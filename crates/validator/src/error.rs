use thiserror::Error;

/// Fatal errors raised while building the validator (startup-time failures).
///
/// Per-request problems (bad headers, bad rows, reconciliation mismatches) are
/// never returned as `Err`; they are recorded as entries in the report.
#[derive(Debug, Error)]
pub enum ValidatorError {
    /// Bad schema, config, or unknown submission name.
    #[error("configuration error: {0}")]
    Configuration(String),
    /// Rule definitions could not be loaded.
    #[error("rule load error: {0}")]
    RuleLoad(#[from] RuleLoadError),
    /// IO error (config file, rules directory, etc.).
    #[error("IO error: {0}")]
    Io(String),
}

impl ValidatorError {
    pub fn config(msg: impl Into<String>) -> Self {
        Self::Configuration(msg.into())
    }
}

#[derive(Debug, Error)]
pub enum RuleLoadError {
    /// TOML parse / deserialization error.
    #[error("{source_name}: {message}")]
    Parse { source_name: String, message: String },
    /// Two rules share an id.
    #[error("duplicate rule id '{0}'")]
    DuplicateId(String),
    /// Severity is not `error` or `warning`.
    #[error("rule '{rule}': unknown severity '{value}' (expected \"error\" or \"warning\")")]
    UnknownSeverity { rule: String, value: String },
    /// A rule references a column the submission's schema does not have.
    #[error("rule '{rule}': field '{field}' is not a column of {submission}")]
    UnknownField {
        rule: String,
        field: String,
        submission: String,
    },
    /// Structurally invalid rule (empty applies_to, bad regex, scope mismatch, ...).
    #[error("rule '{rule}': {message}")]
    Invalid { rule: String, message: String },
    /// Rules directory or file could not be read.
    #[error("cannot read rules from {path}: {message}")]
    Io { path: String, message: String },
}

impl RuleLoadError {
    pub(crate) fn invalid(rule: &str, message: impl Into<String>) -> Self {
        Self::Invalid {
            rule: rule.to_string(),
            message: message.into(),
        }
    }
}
----
Task to complete: Please return exactly the lines that run from the line with "path: String, message: String" through the end of the records above, both included, and nothing more.

Reply:
    Io { path: String, message: String },
}

impl RuleLoadError {
    pub(crate) fn invalid(rule: &str, message: impl Into<String>) -> Self {
        Self::Invalid {
            rule: rule.to_string(),
            message: message.into(),
        }
    }
}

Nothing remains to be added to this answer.